Na minha ignorância ocidental sempre achei a pivô chinesa Zheng Haixia muito (mas muito mesmo) curiosa. A jogadora apesar da sua forma física impressionante (seus incríveis 2,04m), talento, marcas e conquistas incríveis, sempre manteve uma postura muito discreta. Uma das suas marcas era um sorriso grande (como a dona) que surgia durante os jogos. Me lembro de um toco que ela deu em Paula na decisão do Mundial 1994 e logo depois abriu um sorriso. Até hoje quando penso na partida, a frase de Luciano do Valle sempre me vem à cabeça: “Ela não sabe o que fez com esse sorriso.”
Vinte anos depois, aquele seu sorriso ainda não saiu da minha cabeça. Há cinco anos na comemoração dos quinze anos da conquista, escrevi esse texto (Do Bert, com emoção) para o Fábio Balassiano e já registrava esse momento.
Nesse ano, na comemoração dos 20 anos, Fábio chegou a pensar na possibilidade de entrevistá-la. Sugeri que ele voltasse à Terra e falasse com Teresa Edwards. Mas de lá para cá, voltei a pensar na curiosa chinesa, de quem além dos jogos eu havia lido uma entrevista na Folha.
MVP daquele Mundial (médias de 26 pontos, 13 rebotes por jogo e ‘imorais’ 83% de aproveitamento de arremessos), Zheng é uma celebridade na China. Embaixo da cesta, era mortal. Muitas vezes era marcada por duas, três atletas do time adversário. Carregava a seleção nas costas e foi a alma das conquistas do bronze mundial em 1983 (16,7 pontos por jogo) e do bronze olímpico em 1988 (28,1 pontos por jogo). Com números mais discretos, esteve nas pratas olímpicas de 1984 (7,4 ppj) e 1992 (7 ppj). Suas últimas competições foram a Olimpíada de Atlanta (nona colocação – 18,1 ppj) e o Mundial da Alemanha (décima segunda colocação – 11,8 ppj).

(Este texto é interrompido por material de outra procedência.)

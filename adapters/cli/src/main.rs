#![deny(
    unsafe_code,
    missing_docs,
    dead_code,
    unused_results,
    non_snake_case,
    unreachable_pub
)]

//! Command-line adapter that inspects cube-roll levels and plays them headless.

mod settings;

use std::{cell::RefCell, path::PathBuf, rc::Rc, time::Duration};

use anyhow::{bail, Context, Result};
use clap::{Args, Parser, Subcommand};
use cube_roll_core::Event;
use cube_roll_headless::{Session, SessionConfig};
use cube_roll_level::{load, DirectorySource, LevelDefinition};
use cube_roll_system_sequencer::SequencerState;
use cube_roll_world::query;
use settings::Settings;
use tracing_subscriber::EnvFilter;

/// Cube-roll puzzle runner.
#[derive(Parser)]
#[command(name = "cube-roll")]
#[command(about = "Inspect and simulate cube-roll levels", long_about = None)]
#[command(version)]
struct Cli {
    #[command(subcommand)]
    command: Command,
}

#[derive(Subcommand)]
enum Command {
    /// Print a parsed level part
    Inspect(InspectArgs),

    /// Play a level headless and log its events
    Run(RunArgs),
}

#[derive(Args)]
struct InspectArgs {
    /// Directory holding `<level>.txt` files
    #[arg(long, default_value = "levels")]
    levels: PathBuf,

    /// Level name, e.g. `Level_01`
    #[arg(long, default_value = "Level_01")]
    level: String,

    /// Part index inside the level file
    #[arg(long, default_value_t = 1)]
    part: u32,

    /// Emit the parsed part as JSON
    #[arg(long)]
    json: bool,
}

#[derive(Args)]
struct RunArgs {
    /// Directory holding `<level>.txt` files
    #[arg(long, default_value = "levels")]
    levels: PathBuf,

    /// Level to start, e.g. `Level_01`
    #[arg(long, default_value = "Level_01")]
    level: String,

    /// Optional TOML settings file
    #[arg(long)]
    settings: Option<PathBuf>,

    /// Simulated milliseconds per frame
    #[arg(long, default_value_t = 16)]
    dt_ms: u64,

    /// Simulated seconds to run before stopping
    #[arg(long, default_value_t = 30)]
    seconds: u64,

    /// Trigger a green chain reaction every N frames
    #[arg(long)]
    green_reaction_every: Option<u64>,
}

/// Counters gathered from the event stream while a session runs.
#[derive(Debug, Default)]
struct Tally {
    rolls: u32,
    melts: u32,
    dropped: u32,
    parts_cleared: u32,
    rejections: u32,
}

impl Tally {
    fn record(&mut self, event: &Event) {
        match event {
            Event::RollStarted => self.rolls += 1,
            Event::MeltStarted { .. } => self.melts += 1,
            Event::CubeDroppedOff { .. } => self.dropped += 1,
            Event::LevelPartFinished => self.parts_cleared += 1,
            Event::OperationRejected { .. } => self.rejections += 1,
            _ => {}
        }
    }
}

fn main() -> Result<()> {
    tracing_subscriber::fmt()
        .with_env_filter(EnvFilter::from_default_env().add_directive(tracing::Level::INFO.into()))
        .with_writer(std::io::stderr)
        .init();

    let cli = Cli::parse();

    match cli.command {
        Command::Inspect(args) => args.execute(),
        Command::Run(args) => args.execute(),
    }
}

impl InspectArgs {
    fn execute(self) -> Result<()> {
        let source = DirectorySource::new(&self.levels);
        let definition = load(&source, &self.level, self.part).with_context(|| {
            format!(
                "failed to load {} part {} from {}",
                self.level,
                self.part,
                self.levels.display()
            )
        })?;

        if self.json {
            let json = serde_json::to_string_pretty(&definition)
                .context("failed to serialize level part")?;
            println!("{json}");
        } else {
            print_part(&self.level, &definition);
        }
        Ok(())
    }
}

fn print_part(level: &str, definition: &LevelDefinition) {
    println!(
        "{level} part {}: {}x{} cells, {} playfield rows, ground {}x{}",
        definition.part_index(),
        definition.width(),
        definition.depth(),
        definition.playfield_depth(),
        definition.width(),
        definition.ground_depth()
    );
    for row in definition.to_glyph_rows() {
        println!("  {row}");
    }
}

impl RunArgs {
    fn execute(self) -> Result<()> {
        if self.dt_ms == 0 {
            bail!("--dt-ms must be positive");
        }
        let config = match &self.settings {
            Some(path) => Settings::load(path)?.session_config()?,
            None => Settings::default().session_config()?,
        };

        let mut session = Session::new(DirectorySource::new(&self.levels), config);
        let tally = Rc::new(RefCell::new(Tally::default()));
        let sink = Rc::clone(&tally);
        let _ = session.subscribe(move |event| {
            sink.borrow_mut().record(event);
            log_event(event);
        });

        start(&mut session, &self.level, config).with_context(|| {
            format!("failed to start {} from {}", self.level, self.levels.display())
        })?;

        let dt = Duration::from_millis(self.dt_ms);
        let frames = self.seconds.saturating_mul(1_000) / self.dt_ms;
        for frame in 1..=frames {
            session.step(dt);
            if let Some(every) = self.green_reaction_every.filter(|every| *every > 0) {
                if frame % every == 0 {
                    session.trigger_green_reaction();
                }
            }
            if matches!(
                session.sequencer_state(),
                SequencerState::Complete | SequencerState::Halted
            ) {
                tracing::info!(frame, state = ?session.sequencer_state(), "session stopped");
                break;
            }
        }

        let tally = tally.borrow();
        println!(
            "after {:.2}s: state {:?}, part {}, {} playing cubes, pressure {:.2}",
            session.elapsed().as_secs_f32(),
            session.sequencer_state(),
            session.part(),
            query::playing_count(session.world()),
            session.pressure_value()
        );
        println!(
            "rolls {}, melts {}, dropped {}, parts cleared {}, rejections {}",
            tally.rolls, tally.melts, tally.dropped, tally.parts_cleared, tally.rejections
        );
        Ok(())
    }
}

/// Starts by number when the name follows the `Level_NN` convention, so the
/// session can advance to the next level.
fn start(
    session: &mut Session<DirectorySource>,
    level: &str,
    config: SessionConfig,
) -> Result<()> {
    let number = level
        .strip_prefix("Level_")
        .and_then(|digits| digits.parse::<u32>().ok())
        .filter(|_| config.advances_levels());
    match number {
        Some(number) => session.start_level_number(number)?,
        None => session.start_level(level)?,
    }
    Ok(())
}

fn log_event(event: &Event) {
    match event {
        Event::TimeAdvanced { .. } | Event::AnimationRequested { .. } => {}
        Event::RollStarted
        | Event::RollFinished
        | Event::PressureArmed
        | Event::PressureTimedOut
        | Event::LevelPartFinished
        | Event::RiseCompleted { .. }
        | Event::GroundSpawned { .. }
        | Event::PlayingCubesSpawned { .. }
        | Event::CubeDroppedOff { .. } => tracing::info!(?event),
        Event::OperationRejected { reason } => tracing::debug!(%reason, "operation rejected"),
        _ => tracing::debug!(?event),
    }
}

Os momentos de menor produção geralmente decorriam de seus problemas crônicos com o joelho e o peso. Tudo isso combinado com uma carga de treinamentos de sete horas/dia.

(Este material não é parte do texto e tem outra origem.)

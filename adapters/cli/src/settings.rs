use std::{fs, path::Path, time::Duration};

use anyhow::{bail, Context, Result};
use cube_roll_core::RollSpeed;
use cube_roll_headless::SessionConfig;
use cube_roll_system_pressure::{Config as PressureConfig, DEFAULT_MAX_PRESSURE};
use cube_roll_system_sequencer::{Config as SequencerConfig, DEFAULT_ARM_DELAY, DEFAULT_PHASE_DELAY};
use cube_roll_world::{CompletionMode, WorldConfig};
use serde::Deserialize;

const SUPPORTED_SETTINGS_VERSION: u32 = 1;

/// Session tunables read from a TOML settings file.
#[derive(Clone, Debug, PartialEq, Deserialize)]
#[serde(default, deny_unknown_fields)]
pub(crate) struct Settings {
    version: u32,
    world: WorldSettings,
    pressure: PressureSettings,
    sequencer: SequencerSettings,
    advance_levels: bool,
}

#[derive(Clone, Debug, PartialEq, Deserialize)]
#[serde(default, deny_unknown_fields)]
struct WorldSettings {
    roll_speed: u32,
    rise_seconds: f32,
    melt_seconds: f32,
    completion: Completion,
}

#[derive(Clone, Copy, Debug, PartialEq, Eq, Deserialize)]
#[serde(rename_all = "snake_case")]
enum Completion {
    Timed,
    External,
}

#[derive(Clone, Debug, PartialEq, Deserialize)]
#[serde(default, deny_unknown_fields)]
struct PressureSettings {
    max_seconds: f32,
}

#[derive(Clone, Debug, PartialEq, Deserialize)]
#[serde(default, deny_unknown_fields)]
struct SequencerSettings {
    phase_delay_seconds: f32,
    arm_delay_seconds: f32,
}

impl Default for Settings {
    fn default() -> Self {
        Self {
            version: SUPPORTED_SETTINGS_VERSION,
            world: WorldSettings::default(),
            pressure: PressureSettings::default(),
            sequencer: SequencerSettings::default(),
            advance_levels: true,
        }
    }
}

impl Default for WorldSettings {
    fn default() -> Self {
        Self {
            roll_speed: RollSpeed::DEFAULT.degrees_per_second(),
            rise_seconds: 1.0,
            melt_seconds: 1.0,
            completion: Completion::Timed,
        }
    }
}

impl Default for PressureSettings {
    fn default() -> Self {
        Self {
            max_seconds: DEFAULT_MAX_PRESSURE.as_secs_f32(),
        }
    }
}

impl Default for SequencerSettings {
    fn default() -> Self {
        Self {
            phase_delay_seconds: DEFAULT_PHASE_DELAY.as_secs_f32(),
            arm_delay_seconds: DEFAULT_ARM_DELAY.as_secs_f32(),
        }
    }
}

impl Settings {
    /// Reads settings from the TOML file at `path`.
    pub(crate) fn load(path: &Path) -> Result<Self> {
        let contents = fs::read_to_string(path)
            .with_context(|| format!("failed to read settings at {}", path.display()))?;
        Self::parse(&contents).with_context(|| format!("invalid settings in {}", path.display()))
    }

    pub(crate) fn parse(contents: &str) -> Result<Self> {
        let settings: Self =
            toml::from_str(contents).context("failed to parse settings toml contents")?;
        if settings.version != SUPPORTED_SETTINGS_VERSION {
            bail!(
                "unsupported settings version {}; expected {}",
                settings.version,
                SUPPORTED_SETTINGS_VERSION
            );
        }
        Ok(settings)
    }

    /// Converts the settings into a session configuration.
    pub(crate) fn session_config(&self) -> Result<SessionConfig> {
        if self.world.roll_speed == 0 {
            bail!("world.roll_speed must be positive");
        }
        // Nothing in the headless runner reports animation completions.
        let completion = match self.world.completion {
            Completion::Timed => CompletionMode::Timed,
            Completion::External => {
                bail!("world.completion = \"external\" is not supported by the headless runner")
            }
        };
        let world = WorldConfig::new(
            RollSpeed::from_degrees_per_second(self.world.roll_speed),
            completion,
        )
        .with_rise_duration(seconds("world.rise_seconds", self.world.rise_seconds)?)
        .with_melt_duration(seconds("world.melt_seconds", self.world.melt_seconds)?);
        let max = seconds("pressure.max_seconds", self.pressure.max_seconds)?;
        let phase_delay = seconds(
            "sequencer.phase_delay_seconds",
            self.sequencer.phase_delay_seconds,
        )?;
        let arm_delay = seconds(
            "sequencer.arm_delay_seconds",
            self.sequencer.arm_delay_seconds,
        )?;
        let pressure = PressureConfig::new(max);
        let sequencer = SequencerConfig::new(phase_delay, arm_delay);

        Ok(SessionConfig::new(world, pressure, sequencer).with_level_advance(self.advance_levels))
    }
}

fn seconds(field: &str, value: f32) -> Result<Duration> {
    Duration::try_from_secs_f32(value)
        .with_context(|| format!("{field} must be a finite, non-negative number of seconds"))
}

#[cfg(test)]
mod tests {
    use std::io::Write as _;

    use super::*;

    #[test]
    fn empty_file_uses_defaults() {
        let settings = Settings::parse("").expect("empty settings parse");
        assert_eq!(settings, Settings::default());
        let config = settings.session_config().expect("defaults convert");
        assert_eq!(config.pressure().max(), DEFAULT_MAX_PRESSURE);
        assert_eq!(config.sequencer().phase_delay(), DEFAULT_PHASE_DELAY);
        assert_eq!(config.world().roll_speed(), RollSpeed::DEFAULT);
        assert!(config.advances_levels());
    }

    #[test]
    fn sections_override_their_fields() {
        let settings = Settings::parse(concat!(
            "version = 1\n",
            "advance_levels = false\n",
            "[world]\n",
            "roll_speed = 360\n",
            "completion = \"timed\"\n",
            "[pressure]\n",
            "max_seconds = 2.5\n",
        ))
        .expect("settings parse");
        let config = settings.session_config().expect("settings convert");
        assert_eq!(config.world().roll_speed().degrees_per_second(), 360);
        assert_eq!(config.world().completion_mode(), CompletionMode::Timed);
        assert_eq!(config.world().rise_duration(), Duration::from_secs(1));
        assert_eq!(config.pressure().max(), Duration::from_millis(2_500));
        assert!(!config.advances_levels());
    }

    #[test]
    fn external_completion_is_rejected_for_headless_runs() {
        let settings =
            Settings::parse("[world]\ncompletion = \"external\"\n").expect("settings parse");
        let error = settings
            .session_config()
            .expect_err("headless runs cannot complete external animations");
        assert!(error.to_string().contains("world.completion"));
    }

    #[test]
    fn unknown_version_is_rejected() {
        let error = Settings::parse("version = 2\n").expect_err("version 2 is unknown");
        assert!(error.to_string().contains("unsupported settings version"));
    }

    #[test]
    fn unknown_fields_are_rejected() {
        assert!(Settings::parse("[pressure]\nmaximum = 3.0\n").is_err());
    }

    #[test]
    fn negative_durations_are_rejected() {
        let settings = Settings::parse("[sequencer]\narm_delay_seconds = -1.0\n")
            .expect("settings parse");
        let error = settings
            .session_config()
            .expect_err("negative delay is invalid");
        assert!(error.to_string().contains("sequencer.arm_delay_seconds"));
    }

    #[test]
    fn load_reports_the_path() {
        let mut file = tempfile::NamedTempFile::new().expect("temp file");
        file.write_all(b"[pressure]\nmax_seconds = 3.0\n")
            .expect("write settings");
        let settings = Settings::load(file.path()).expect("settings load");
        let config = settings.session_config().expect("settings convert");
        assert_eq!(config.pressure().max(), Duration::from_secs(3));

        let dir = tempfile::tempdir().expect("temp dir");
        let missing = dir.path().join("missing.toml");
        let error = Settings::load(&missing).expect_err("file is missing");
        assert!(error.to_string().contains("missing.toml"));
    }
}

Mesmo quando não brilhava, Zheng era uma atração a parte. Em Barcelona, foi alvo da atenção do Dream Team. John Stockton cutucou Karl Malone ao vê-la passar e provocou: “Ela é maior que você!”.
Ainda em Barcelona, Daedra Charles declarou após enfrentá-la que a chinesa tinha panturrilhas maiores que as de Arnold Schwarzenegger.

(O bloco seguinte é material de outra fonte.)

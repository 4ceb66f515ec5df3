use log::{debug, error, info, log_enabled, warn, Level};

/// Initializes the logger with the `env_logger` crate.
///
/// The filter is read from `RUST_LOG`. Calling this more than once is harmless,
/// later calls leave the first logger in place.
pub fn init_logger() {
    let _ = env_logger::Builder::from_default_env()
        .format_timestamp_millis()
        .try_init();
}

/// Logs an error message.
pub fn log_error(message: &str) {
    if log_enabled!(Level::Error) {
        error!("{message}");
    }
}

/// Logs a warning message.
pub fn log_warn(message: &str) {
    if log_enabled!(Level::Warn) {
        warn!("{message}");
    }
}

/// Logs an informational message.
pub fn log_info(message: &str) {
    if log_enabled!(Level::Info) {
        info!("{message}");
    }
}

/// Logs a debug message.
pub fn log_debug(message: &str) {
    if log_enabled!(Level::Debug) {
        debug!("{message}");
    }
}

/// Logs a frame as hex at debug level, skipping the formatting work when
/// debug output is disabled.
pub fn log_frame_hex(direction: &str, device: &str, data: &[u8]) {
    if log_enabled!(Level::Debug) {
        debug!(
            "{direction} {device} [{}]: {}",
            data.len(),
            crate::util::hex::format_hex_compact(data)
        );
    }
}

O mesmo confronto mereceu um comentário antipático da estrela Cynthya Cooper. Segundo ela, Haixia trazia o basquete dez anos para trás, numa clara referência ao dominio soviético na década passada, personificado na também gigantesca Uljana Semenova.
Os dados mais curiosos da biografia de Zheng aparecem no final da carreira, quando em um movimento ousado (e sem falar uma palavra em inglês) foi para a temporada de estreia da WNBA defender o Los Angeles Sparks. Antes mesmo de Yao Ming, a América conheceu Zheng Haixia.
Retirada da sua posição de conforto e instigada a um estilo de jogo de maior mobilidade, Zheng teve problemas, mas não perdeu seu (limitado) rebolado oriental. Teve algumas alterações memoráveis, deu trabalho às melhores pivôs da liga à época e continuou exercitando seu sorriso.
Muito comparada a Shaquille O'Neal, era constantemente perguntada se não seria capaz de enterrar. Ela encerrava o assunto com um rápido “Nem tento.” Na imprensa de Los Angeles muitos recomendavam que Shaquille, então no Lakers, aprendesse a cobrar lances-livres com Haixia, precisa no arremesso.
Consta que numa ocasião a chinesa interrompeu um treinamento dos Sparks e chamou seu tradutor. Queria que ele desse um recado à armadora Tamecka Dixon: ela precisava sorrir mais durante os jogos e mostrar que tinha prazer em jogar basquete.
Perguntada sobre quais jogadores ela admirava, a resposta era tão lacônica como curiosa: “Jordan e eu.”
Zheng hoje leva uma vida confortável na China. É coronel do Exército e capitã de um time junior local. Segue apaixonada pelo basquete e diz acompanhar a liga chinesa e a WNBA.
Suas maiores reclamações eram a calmaria da vida sentimental, limitada pela altura e pela fama.
Mas em 2010, aos 43 anos, Zheng resolveu essa pendência e se casou com Groom Xu Qinghua. Nos registros do casório, lá está o mesmo sorriso:
Vinte anos depois, ao ler tudo isso sobre a vida da chinesa, nem me importava mais com aquele sorriso.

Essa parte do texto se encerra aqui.